Unexpected behavior when mixing numbers and characters on a name

clj-commons / camel-snake-kebab

A Clojure[Script] library for word case conversions

https://clj-commons.org/camel-snake-kebab/

Eclipse Public License 1.0

477 stars 48 forks source link

Unexpected behavior when mixing numbers and characters on a name #42

Open ricardojmendez opened 7 years ago

ricardojmendez commented 7 years ago

There's unexpected behavior when mixing numbers and characters on an identifier which is not demonstrated on any of the tests.

This makes sense:

(->kebab-case-keyword :user_id)
=> :user-id

(->kebab-case-keyword :user_1)
=> :user-1

But then...

(->kebab-case-keyword :user1_124)
=> :user-1-124

(->kebab-case-keyword :user1)
=> :user-1

It gets worse:

(->kebab-case-keyword :object1a2)
=> :object-1a-2

While I can see from the source this is the intended grouping behavior, this goes agains the principle of least surprise. I'm not sending a PR to change it since I expect it would break existing use (need to assume that someone, somewhere is relying on this).

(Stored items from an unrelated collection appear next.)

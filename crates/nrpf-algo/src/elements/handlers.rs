//! Per-device-kind Lagrange handlers.
//!
//! Each handler is differentiated, split and compiled the first time it is
//! requested and shared for the rest of the process.

use nrpf_core::NrpfResult;
use once_cell::sync::Lazy;

use crate::symbolic::{Expr, LagrangeHandler, Symbol};

fn s(name: &'static str) -> Expr {
    Expr::sym(name)
}

/// Coupled admittance: current leaving `a` (entering `b`) is
/// `(G + jB)(V_c − V_d)`.
static BRANCH: Lazy<NrpfResult<LagrangeHandler>> = Lazy::new(|| {
    let (g, b) = (s("G"), s("B"));
    let vr = s("Vr_c") - s("Vr_d");
    let vi = s("Vi_c") - s("Vi_d");
    let lr = s("Lr_a") - s("Lr_b");
    let li = s("Li_a") - s("Li_b");
    let lagrange = lr * (g.clone() * vr.clone() - b.clone() * vi.clone()) + li * (g * vi + b * vr);
    LagrangeHandler::new(
        lagrange,
        &[Symbol("G"), Symbol("B")],
        &[
            Symbol("Vr_a"),
            Symbol("Vi_a"),
            Symbol("Vr_b"),
            Symbol("Vi_b"),
            Symbol("Vr_c"),
            Symbol("Vi_c"),
            Symbol("Vr_d"),
            Symbol("Vi_d"),
        ],
        &[
            Symbol("Lr_a"),
            Symbol("Li_a"),
            Symbol("Lr_b"),
            Symbol("Li_b"),
            Symbol("Lr_c"),
            Symbol("Li_c"),
            Symbol("Lr_d"),
            Symbol("Li_d"),
        ],
    )
});

/// Ideal ratio `V_p = a·V_s` with primary current `I_p` and secondary
/// current `−conj(a)·I_p`.
static IDEAL_TRANSFORMER: Lazy<NrpfResult<LagrangeHandler>> = Lazy::new(|| {
    let (ar, ai) = (s("ar"), s("ai"));
    let (vr_p, vi_p, vr_s, vi_s) = (s("Vr_p"), s("Vi_p"), s("Vr_s"), s("Vi_s"));
    let (ipr, ipi) = (s("Ipr"), s("Ipi"));

    let ratio_r = vr_p - ar.clone() * vr_s.clone() + ai.clone() * vi_s.clone();
    let ratio_i = vi_p - ar.clone() * vi_s - ai.clone() * vr_s;
    let secondary_r = ar.clone() * ipr.clone() + ai.clone() * ipi.clone();
    let secondary_i = ar * ipi.clone() - ai * ipr.clone();

    let lagrange = s("Mr") * ratio_r
        + s("Mi") * ratio_i
        + s("Lr_p") * ipr
        + s("Li_p") * ipi
        - s("Lr_s") * secondary_r
        - s("Li_s") * secondary_i;
    LagrangeHandler::new(
        lagrange,
        &[Symbol("ar"), Symbol("ai")],
        &[
            Symbol("Vr_p"),
            Symbol("Vi_p"),
            Symbol("Vr_s"),
            Symbol("Vi_s"),
            Symbol("Ipr"),
            Symbol("Ipi"),
        ],
        &[
            Symbol("Lr_p"),
            Symbol("Li_p"),
            Symbol("Lr_s"),
            Symbol("Li_s"),
            Symbol("Mr"),
            Symbol("Mi"),
        ],
    )
});

static VOLTAGE_SOURCE: Lazy<NrpfResult<LagrangeHandler>> = Lazy::new(|| {
    let lagrange = s("Lr") * s("Ir")
        + s("Li") * s("Ii")
        + s("Mr") * (s("Vr") - s("Vs_r"))
        + s("Mi") * (s("Vi") - s("Vs_i"));
    LagrangeHandler::new(
        lagrange,
        &[Symbol("Vs_r"), Symbol("Vs_i")],
        &[Symbol("Vr"), Symbol("Vi"), Symbol("Ir"), Symbol("Ii")],
        &[Symbol("Lr"), Symbol("Li"), Symbol("Mr"), Symbol("Mi")],
    )
});

/// Constant-power load between `a` and `b`.
static PQ_LOAD: Lazy<NrpfResult<LagrangeHandler>> = Lazy::new(|| {
    let (p, q) = (s("P"), s("Q"));
    let vr = s("Vr_a") - s("Vr_b");
    let vi = s("Vi_a") - s("Vi_b");
    let inv_d = (vr.clone().powi(2) + vi.clone().powi(2)).powi(-1);
    let ir = (p.clone() * vr.clone() + q.clone() * vi.clone()) * inv_d.clone();
    let ii = (p * vi - q * vr) * inv_d;
    let lagrange = (s("Lr_a") - s("Lr_b")) * ir + (s("Li_a") - s("Li_b")) * ii;
    LagrangeHandler::new(
        lagrange,
        &[Symbol("P"), Symbol("Q")],
        &[Symbol("Vr_a"), Symbol("Vi_a"), Symbol("Vr_b"), Symbol("Vi_b")],
        &[Symbol("Lr_a"), Symbol("Li_a"), Symbol("Lr_b"), Symbol("Li_b")],
    )
});

/// PV generator: fixed active injection, reactive output `Q` holds `|V|`.
static GENERATOR: Lazy<NrpfResult<LagrangeHandler>> = Lazy::new(|| {
    let (p, q, vset) = (s("P"), s("Q"), s("Vset"));
    let (vr, vi) = (s("Vr"), s("Vi"));
    let inv_d = (vr.clone().powi(2) + vi.clone().powi(2)).powi(-1);
    let ir = (p.clone() * vr.clone() + q.clone() * vi.clone()) * inv_d.clone();
    let ii = (p * vi.clone() - q * vr.clone()) * inv_d;
    let lagrange = -(s("Lr") * ir) - s("Li") * ii
        + s("Mq") * (vr.powi(2) + vi.powi(2) - vset.powi(2));
    LagrangeHandler::new(
        lagrange,
        &[Symbol("P"), Symbol("Vset")],
        &[Symbol("Vr"), Symbol("Vi"), Symbol("Q")],
        &[Symbol("Lr"), Symbol("Li"), Symbol("Mq")],
    )
});

/// Squared infeasibility current plus its injection into bus KCL.
static INFEASIBILITY: Lazy<NrpfResult<LagrangeHandler>> = Lazy::new(|| {
    let (ir, ii) = (s("Ir_inf"), s("Ii_inf"));
    let lagrange = ir.clone().powi(2) + ii.clone().powi(2) + s("Lr") * ir + s("Li") * ii;
    LagrangeHandler::new(
        lagrange,
        &[],
        &[Symbol("Ir_inf"), Symbol("Ii_inf")],
        &[Symbol("Lr"), Symbol("Li")],
    )
});

fn get(handler: &'static Lazy<NrpfResult<LagrangeHandler>>) -> NrpfResult<&'static LagrangeHandler> {
    handler.as_ref().map_err(Clone::clone)
}

pub fn branch() -> NrpfResult<&'static LagrangeHandler> {
    get(&BRANCH)
}

pub fn ideal_transformer() -> NrpfResult<&'static LagrangeHandler> {
    get(&IDEAL_TRANSFORMER)
}

pub fn voltage_source() -> NrpfResult<&'static LagrangeHandler> {
    get(&VOLTAGE_SOURCE)
}

pub fn pq_load() -> NrpfResult<&'static LagrangeHandler> {
    get(&PQ_LOAD)
}

pub fn generator() -> NrpfResult<&'static LagrangeHandler> {
    get(&GENERATOR)
}

pub fn infeasibility() -> NrpfResult<&'static LagrangeHandler> {
    get(&INFEASIBILITY)
}
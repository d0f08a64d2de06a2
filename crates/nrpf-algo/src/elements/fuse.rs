//! Fuse: a closed switch that blows open above its current rating.

use tracing::warn;

use nrpf_core::{BusId, NodeMap, NrpfError, NrpfResult};

use crate::sparse::MatrixBuilder;

use super::capacitor::SwitchState;
use super::switch::Switch;
use super::{Stamp, StampContext};

#[derive(Debug, Clone, PartialEq)]
pub struct Fuse {
    pub name: String,
    pub from: BusId,
    pub to: BusId,
    /// Current magnitude above which the fuse blows
    pub rating: f64,
    pub state: SwitchState,
}

impl Fuse {
    pub fn new(name: impl Into<String>, from: BusId, to: BusId, rating: f64) -> NrpfResult<Self> {
        let name = name.into();
        if rating.is_nan() || rating <= 0.0 {
            return Err(NrpfError::Modeling(format!(
                "fuse {}: rating must be positive, got {}",
                name, rating
            )));
        }
        Ok(Self {
            name,
            from,
            to,
            rating,
            state: SwitchState::Closed,
        })
    }

    pub fn is_closed(&self) -> bool {
        self.state == SwitchState::Closed
    }

    /// Current magnitude through the fuse at `v`; zero once blown.
    pub fn current_magnitude(&self, v: &[f64], nodes: &NodeMap) -> NrpfResult<f64> {
        if !self.is_closed() {
            return Ok(0.0);
        }
        let (ir, ii) = Switch::coupling(self.from, self.to, nodes)?.current(v);
        Ok(ir.hypot(ii))
    }

    /// Blow when the current exceeds the rating; a blown fuse stays open.
    pub fn try_adjust(&mut self, v: &[f64], nodes: &NodeMap) -> NrpfResult<bool> {
        let current = self.current_magnitude(v, nodes)?;
        if self.is_closed() && current > self.rating {
            warn!(fuse = %self.name, current, rating = self.rating, "fuse blown");
            self.state = SwitchState::Open;
            return Ok(true);
        }
        Ok(false)
    }
}

impl Stamp for Fuse {
    fn stamp_primal(
        &self,
        y: &mut MatrixBuilder,
        _j: &mut [f64],
        _v: &[f64],
        ctx: &StampContext<'_>,
    ) -> NrpfResult<()> {
        if self.is_closed() {
            Switch::coupling(self.from, self.to, ctx.nodes)?.stamp_primal(y);
        }
        Ok(())
    }

    fn stamp_dual(
        &self,
        y: &mut MatrixBuilder,
        j: &mut [f64],
        v: &[f64],
        ctx: &StampContext<'_>,
    ) -> NrpfResult<()> {
        if self.is_closed() {
            Switch::coupling(self.from, self.to, ctx.nodes)?.stamp_dual(y, j, v)?;
        }
        Ok(())
    }
}
//! Outer power-flow loops around the Newton-Raphson solver.
//!
//! 1. Full-strength solve from the network's initial guess.
//! 2. If that fails and tx-stepping is enabled, ramp loads and generation
//!    from `1/steps` to full strength, warm-starting each step from the
//!    previous solution.
//! 3. After a converged solve, let switchable devices react to the solved
//!    voltages and currents; any change triggers a new solve from the last
//!    solution, up to `max_device_adjustments` rounds.

use std::sync::Arc;

use tracing::{info, warn};
use web_time::Instant;

use nrpf_core::{LinearSystemBackend, NrpfError, NrpfResult, PowerFlowSettings};

use crate::network::NetworkModel;

use super::nr_solver::{NrOutcome, NrSolver};
use super::results::PowerFlowResults;

pub struct PowerFlow {
    solver: NrSolver,
}

impl PowerFlow {
    pub fn new(settings: PowerFlowSettings) -> NrpfResult<Self> {
        settings.validate()?;
        Ok(Self {
            solver: NrSolver::new(settings),
        })
    }

    pub fn with_backend(
        settings: PowerFlowSettings,
        backend: Arc<dyn LinearSystemBackend>,
    ) -> NrpfResult<Self> {
        settings.validate()?;
        Ok(Self {
            solver: NrSolver::with_backend(settings, backend),
        })
    }

    pub fn settings(&self) -> &PowerFlowSettings {
        self.solver.settings()
    }

    /// Solve `network`, applying device control between solves.
    pub fn solve(&self, network: &mut NetworkModel) -> NrpfResult<PowerFlowResults> {
        let settings = self.settings();
        if settings.infeasibility_analysis != network.infeasibility() {
            return Err(NrpfError::Config(format!(
                "infeasibility analysis is {} in the settings but {} in the network model",
                on_off(settings.infeasibility_analysis),
                on_off(network.infeasibility())
            )));
        }

        let diagnostics = network.validate_topology();
        for issue in diagnostics.errors().chain(diagnostics.warnings()) {
            warn!(category = %issue.category, entity = ?issue.entity, "{}", issue.message);
        }

        let start = Instant::now();
        let mut v = network.initial_guess().to_vec();
        let mut adjustments = 0usize;

        let (outcome, tx_factor) = loop {
            let (outcome, tx_factor) = self.solve_with_homotopy(network, &v)?;
            if !outcome.converged {
                break (outcome, tx_factor);
            }
            if adjustments >= settings.max_device_adjustments {
                warn!(adjustments, "device control budget exhausted");
                break (outcome, tx_factor);
            }
            if !network.adjust_devices(&outcome.solution)? {
                break (outcome, tx_factor);
            }
            adjustments += 1;
            info!(round = adjustments, "device states changed, re-solving");
            v = outcome.solution;
        };

        let mut results = PowerFlowResults::from_solution(
            network,
            outcome.solution,
            outcome.converged,
            outcome.iterations,
            start.elapsed(),
        )?;
        results.tx_factor = tx_factor;
        results.device_adjustments = adjustments;
        info!(
            converged = results.converged,
            iterations = results.iterations,
            max_residual = results.max_residual,
            elapsed_ms = results.duration.as_millis() as u64,
            "power flow finished"
        );
        Ok(results)
    }

    /// One full-strength attempt, then the tx-stepping ramp if enabled.
    ///
    /// The ramp starts from the fully relaxed case (`tx_factor = 0`) and
    /// warm-starts each step from the previous converged point.
    fn solve_with_homotopy(&self, network: &NetworkModel, v_init: &[f64]) -> NrpfResult<(NrOutcome, f64)> {
        let settings = self.settings();
        let outcome = self.solver.run(network, v_init, 1.0)?;
        if outcome.converged || !settings.tx_stepping {
            return Ok((outcome, 1.0));
        }

        info!(steps = settings.tx_steps, "full-strength solve failed, ramping loads");
        let mut v = v_init.to_vec();
        let mut total_iterations = outcome.iterations;
        for (step, tx_factor) in ramp(settings.tx_steps).enumerate() {
            let mut stepped = self.solver.run(network, &v, tx_factor)?;
            total_iterations += stepped.iterations;
            if !stepped.converged {
                warn!(step, tx_factor, "tx-stepping failed");
                stepped.iterations = total_iterations;
                return Ok((stepped, tx_factor));
            }
            v = stepped.solution;
        }

        Ok((
            NrOutcome {
                converged: true,
                solution: v,
                iterations: total_iterations,
            },
            1.0,
        ))
    }
}

/// `0, 1/steps, ..., 1`.
fn ramp(steps: usize) -> impl Iterator<Item = f64> {
    (0..=steps).map(move |step| step as f64 / steps as f64)
}

fn on_off(flag: bool) -> &'static str {
    if flag {
        "enabled"
    } else {
        "disabled"
    }
}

Thoughts? What was the rationale behind this?

This looks related to #22.

jhereth commented 6 years ago

Looking at the discussion in #22 I understand that there is no universal solution to how to process digits. Even worse when not having separators as in @ricardojmendez's example.

Is there any way to specify that numbers should be treated as part of the preceeding part and not be treated as part of itself, e.g. instead of

user=> (csk/->snake_case_keyword "FooSP1")
:foo_sp_1

I'd like to have :foo_sp1.

qerub commented 6 years ago

@ricardojmendez:

Thoughts? What was the rationale behind this?

Hmm… The behavior was set 3+ years ago and I don't remember the details, but judging from the tests in string_separator_test.cljc I wanted a string like "Adler32" to be split into ["Adler", "32"] which still makes sense.

Regardless of whether this behavior is good or not, it's too late to break it as you say. The only sustainable way to resolve this issue (and others like it) is to extend the API to allow specifying the input case. This will be implemented in response to #38 and I am hoping to have this ready during my winter/Xmas vacation.

qerub commented 6 years ago

@daten-kieker:

The best workaround at the moment is to specify your own word separator pattern, e.g.:

(->snake_case_keyword "FooSP1" :separator #"(?<![A-Z])(?=[A-Z])")
; => :foo_sp1

https://www.regular-expressions.info/lookaround.html has some good docs describing the negative lookbehind and positive lookahead used here.

jhereth commented 6 years ago

@qerub Thanks a lot - this not only solved my issue but also taught me something new about regexps.